------ Dataset ------

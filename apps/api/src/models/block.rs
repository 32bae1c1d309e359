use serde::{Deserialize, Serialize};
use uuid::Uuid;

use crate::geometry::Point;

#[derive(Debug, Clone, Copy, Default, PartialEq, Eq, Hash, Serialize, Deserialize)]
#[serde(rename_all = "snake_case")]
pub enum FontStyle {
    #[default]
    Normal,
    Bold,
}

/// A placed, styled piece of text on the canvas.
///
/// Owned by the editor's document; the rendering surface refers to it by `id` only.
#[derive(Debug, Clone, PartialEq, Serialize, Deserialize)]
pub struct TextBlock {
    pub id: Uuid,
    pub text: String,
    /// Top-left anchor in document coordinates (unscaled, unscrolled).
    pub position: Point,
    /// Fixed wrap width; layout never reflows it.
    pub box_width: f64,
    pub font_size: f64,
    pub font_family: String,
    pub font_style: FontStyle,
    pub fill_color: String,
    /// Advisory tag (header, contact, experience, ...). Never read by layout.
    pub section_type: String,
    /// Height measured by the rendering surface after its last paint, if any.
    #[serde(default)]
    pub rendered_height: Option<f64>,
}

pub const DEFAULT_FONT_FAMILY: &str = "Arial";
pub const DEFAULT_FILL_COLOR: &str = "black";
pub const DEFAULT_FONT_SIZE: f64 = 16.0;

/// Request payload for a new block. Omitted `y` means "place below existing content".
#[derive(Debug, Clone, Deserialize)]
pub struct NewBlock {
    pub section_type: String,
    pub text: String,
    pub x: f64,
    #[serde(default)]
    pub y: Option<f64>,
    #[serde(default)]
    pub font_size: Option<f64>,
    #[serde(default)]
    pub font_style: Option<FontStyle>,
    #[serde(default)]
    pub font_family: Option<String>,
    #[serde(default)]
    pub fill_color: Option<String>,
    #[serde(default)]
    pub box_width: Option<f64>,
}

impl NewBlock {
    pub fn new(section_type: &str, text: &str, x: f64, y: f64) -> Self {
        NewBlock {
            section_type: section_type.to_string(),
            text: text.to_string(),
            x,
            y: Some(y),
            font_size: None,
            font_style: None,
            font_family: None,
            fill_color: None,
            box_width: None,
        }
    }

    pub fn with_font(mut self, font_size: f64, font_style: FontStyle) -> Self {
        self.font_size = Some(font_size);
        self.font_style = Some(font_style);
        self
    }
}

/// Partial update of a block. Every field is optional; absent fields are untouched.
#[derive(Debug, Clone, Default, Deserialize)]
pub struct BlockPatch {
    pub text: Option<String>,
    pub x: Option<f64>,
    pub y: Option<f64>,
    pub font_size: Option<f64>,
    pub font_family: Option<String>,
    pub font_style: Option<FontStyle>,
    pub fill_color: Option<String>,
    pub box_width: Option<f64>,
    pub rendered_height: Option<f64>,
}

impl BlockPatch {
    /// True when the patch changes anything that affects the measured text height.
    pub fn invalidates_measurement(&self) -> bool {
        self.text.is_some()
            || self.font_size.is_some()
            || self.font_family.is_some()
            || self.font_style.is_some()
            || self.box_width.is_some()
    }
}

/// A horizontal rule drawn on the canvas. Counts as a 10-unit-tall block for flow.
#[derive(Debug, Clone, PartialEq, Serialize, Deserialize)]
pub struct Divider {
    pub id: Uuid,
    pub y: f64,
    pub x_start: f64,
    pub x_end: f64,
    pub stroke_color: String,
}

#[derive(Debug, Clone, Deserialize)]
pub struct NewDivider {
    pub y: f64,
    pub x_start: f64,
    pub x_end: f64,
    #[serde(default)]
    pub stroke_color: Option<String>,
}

------

◆ **Activity**
Print each record word for word.

◆ **Exercise response**
filename apps/api/src/models/block.rs
repository 32bae1c1d309e359
use serde::{Deserialize, Serialize};
use uuid::Uuid;

use crate::geometry::Point;

#[derive(Debug, Clone, Copy, Default, PartialEq, Eq, Hash, Serialize, Deserialize)]
#[serde(rename_all = "snake_case")]
pub enum FontStyle {
    #[default]
    Normal,
    Bold,
}

/// A placed, styled piece of text on the canvas.
///
/// Owned by the editor's document; the rendering surface refers to it by `id` only.
#[derive(Debug, Clone, PartialEq, Serialize, Deserialize)]
pub struct TextBlock {
    pub id: Uuid,
    pub text: String,
    /// Top-left anchor in document coordinates (unscaled, unscrolled).
    pub position: Point,
    /// Fixed wrap width; layout never reflows it.
    pub box_width: f64,
    pub font_size: f64,
    pub font_family: String,
    pub font_style: FontStyle,
    pub fill_color: String,
    /// Advisory tag (header, contact, experience, ...). Never read by layout.
    pub section_type: String,
    /// Height measured by the rendering surface after its last paint, if any.
    #[serde(default)]
    pub rendered_height: Option<f64>,
}

pub const DEFAULT_FONT_FAMILY: &str = "Arial";
pub const DEFAULT_FILL_COLOR: &str = "black";
pub const DEFAULT_FONT_SIZE: f64 = 16.0;

/// Request payload for a new block. Omitted `y` means "place below existing content".
#[derive(Debug, Clone, Deserialize)]
pub struct NewBlock {
    pub section_type: String,
    pub text: String,
    pub x: f64,
    #[serde(default)]
    pub y: Option<f64>,
    #[serde(default)]
    pub font_size: Option<f64>,
    #[serde(default)]
    pub font_style: Option<FontStyle>,
    #[serde(default)]
    pub font_family: Option<String>,
    #[serde(default)]
    pub fill_color: Option<String>,
    #[serde(default)]
    pub box_width: Option<f64>,
}

impl NewBlock {
    pub fn new(section_type: &str, text: &str, x: f64, y: f64) -> Self {
        NewBlock {
            section_type: section_type.to_string(),
            text: text.to_string(),
            x,
            y: Some(y),
            font_size: None,
            font_style: None,
            font_family: None,
            fill_color: None,
            box_width: None,
        }
    }

    pub fn with_font(mut self, font_size: f64, font_style: FontStyle) -> Self {
        self.font_size = Some(font_size);
        self.font_style = Some(font_style);
        self
    }
}

/// Partial update of a block. Every field is optional; absent fields are untouched.
#[derive(Debug, Clone, Default, Deserialize)]
pub struct BlockPatch {
    pub text: Option<String>,
    pub x: Option<f64>,
    pub y: Option<f64>,
    pub font_size: Option<f64>,
    pub font_family: Option<String>,
    pub font_style: Option<FontStyle>,
    pub fill_color: Option<String>,
    pub box_width: Option<f64>,
    pub rendered_height: Option<f64>,
}

impl BlockPatch {
    /// True when the patch changes anything that affects the measured text height.
    pub fn invalidates_measurement(&self) -> bool {
        self.text.is_some()
            || self.font_size.is_some()
            || self.font_family.is_some()
            || self.font_style.is_some()
            || self.box_width.is_some()
    }
}

/// A horizontal rule drawn on the canvas. Counts as a 10-unit-tall block for flow.
#[derive(Debug, Clone, PartialEq, Serialize, Deserialize)]
pub struct Divider {
    pub id: Uuid,
    pub y: f64,
    pub x_start: f64,
    pub x_end: f64,
    pub stroke_color: String,
}

#[derive(Debug, Clone, Deserialize)]
pub struct NewDivider {
    pub y: f64,
    pub x_start: f64,
    pub x_end: f64,
    #[serde(default)]
    pub stroke_color: Option<String>,
}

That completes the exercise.